Mapping biographies: A new interactive web portal visualizes fates and persecution paths of Displaced Persons
Millions of former forced laborers and other Nazi victims were uprooted during the Second World War. Known as “Displaced Persons” (DPs), the efforts they made to relocate and emigrate resulted in a wave of worldwide migration after 1945. For the first time, the web portal “Transnational Remembrance of Nazi Forced Labor and Migration” displays movements of selected DPs on a world map and tells the stories behind their persecution and migration. Students and other interested persons cannot only explore the interactive portal, they can also contribute to it themselves by developing their own projects.
Combining the knowledge of renowned research and documentation institutions, “Transnational Remembrance of Nazi Forced Labor and Migration” was started as a joint project of the NIOD Institute for War, Holocaust and Genocide Studies, the Institute for Migration Research and Intercultural Studies (IMIS) at the University of Osnabruck, the History Workshop Minsk and the Arolsen Archives.

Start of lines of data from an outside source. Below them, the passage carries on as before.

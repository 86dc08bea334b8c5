//! ストリーミング応答の集約
//!
//! `text/event-stream` 風のボディを行単位で読み、`data: ` 行のJSONから
//! `delta.content` と `delta.reasoning_content` を別々に蓄積する。
//! 不正なJSON行はスキップし、`data: [DONE]` で読み取りを打ち切る。

use super::engine::ProbeOutcome;
use futures::StreamExt;

/// 両アキュムレータが空のときに返すプレースホルダー
const EMPTY_RESPONSE_PLACEHOLDER: &str = "(empty response)";

/// ストリーミングチャンクのアキュムレータ
///
/// ネットワークから切り離された純粋なロジックで、行の解釈と蓄積のみを行う。
#[derive(Debug, Default)]
pub struct StreamAccumulator {
    content: String,
    reasoning: String,
    done: bool,
}

impl StreamAccumulator {
    /// 1行を処理する
    ///
    /// `data: [DONE]` で完了フラグを立てる。`data: ` で始まらない行と
    /// 解釈できないJSONは黙ってスキップする（致命的ではない）。
    pub fn push_line(&mut self, line: &str) {
        let line = line.trim();
        if line.is_empty() || self.done {
            return;
        }

        if line == "data: [DONE]" {
            self.done = true;
            return;
        }

        let Some(payload) = line.strip_prefix("data: ") else {
            return;
        };

        let Ok(json) = serde_json::from_str::<serde_json::Value>(payload) else {
            // 不正なJSONチャンクはスキップ
            return;
        };

        let delta = &json["choices"][0]["delta"];
        if let Some(content) = delta["content"].as_str() {
            self.content.push_str(content);
        }
        if let Some(reasoning) = delta["reasoning_content"].as_str() {
            self.reasoning.push_str(reasoning);
        }
    }

    /// `data: [DONE]` を受信済みか
    pub fn is_done(&self) -> bool {
        self.done
    }

    /// 最終コンテンツを確定する
    ///
    /// content → reasoning_content → プレースホルダーの順でフォールバック。
    pub fn finish(self) -> String {
        if !self.content.is_empty() {
            self.content
        } else if !self.reasoning.is_empty() {
            self.reasoning
        } else {
            EMPTY_RESPONSE_PLACEHOLDER.to_string()
        }
    }
}

/// ストリーミング応答ボディを消費して最終コンテンツを得る
///
/// ボディは改行区切りで逐次読みし、チャンク境界が行の途中に来ても
/// バッファリングで正しく復元する。
pub async fn consume_stream(response: reqwest::Response) -> ProbeOutcome {
    let mut accumulator = StreamAccumulator::default();
    let mut buffer = String::new();
    let mut body = response.bytes_stream();

    'read: while let Some(chunk) = body.next().await {
        let chunk = match chunk {
            Ok(chunk) => chunk,
            Err(e) => {
                return ProbeOutcome::Failure {
                    reason: format!("stream read error: {}", e),
                }
            }
        };

        buffer.push_str(&String::from_utf8_lossy(&chunk));

        while let Some(pos) = buffer.find('\n') {
            let line: String = buffer.drain(..=pos).collect();
            accumulator.push_line(&line);
            if accumulator.is_done() {
                break 'read;
            }
        }
    }

    // 末尾に改行のない最終行を処理
    if !accumulator.is_done() && !buffer.trim().is_empty() {
        accumulator.push_line(&buffer);
    }

    ProbeOutcome::Success {
        content: accumulator.finish(),
        streaming: true,
    }
}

It is financed by the Foundation “Remembrance, Responsibility and Future” (EVZ).
The Arolsen Archives enhanced the project with biographical data of 1 700 people who had filled out “Applications for IRO Assistance”. These formalities were necessary in order to be recognized as DP by the International Refugee Organization (IRO). Applicants outlined their own and their families’ movements and places of incarceration, forced labor or residence during and after the war. Based on this information, the project provides three different ways to explore people’s life paths:
- An Interactive Map with filter functions displays biographical information about individual persons or entire groups (DPs who emigrated to Argentina, for example). Users can select places or periods of time and access the original applications submitted to the IRO.
- Multi-media Story Maps illustrate the biographies of specific groups like stateless DPs.
- Extensive workshop materials present the project’s potential for historical education.
“In the first years after the end of the Second World War, so many people were on the move,” explains Henning Borggräfe, Head of the Arolsen Archives Research and Education department. “Their biographies make this largely unexplored period in history very personal and comprehensible. Providing interactive access to their stories on the web opens up great potential for the education of young people in particular.”
Students and other interested persons are encouraged to contribute to the project by developing their own Story Maps based on the biographies presented in the portal. In addition, the portal connects to the respective DP’s original application in the Online Archive of the Arolsen Archives: There, users can comment on the specific application document and contribute their own knowledge if they have any further information about the person concerned.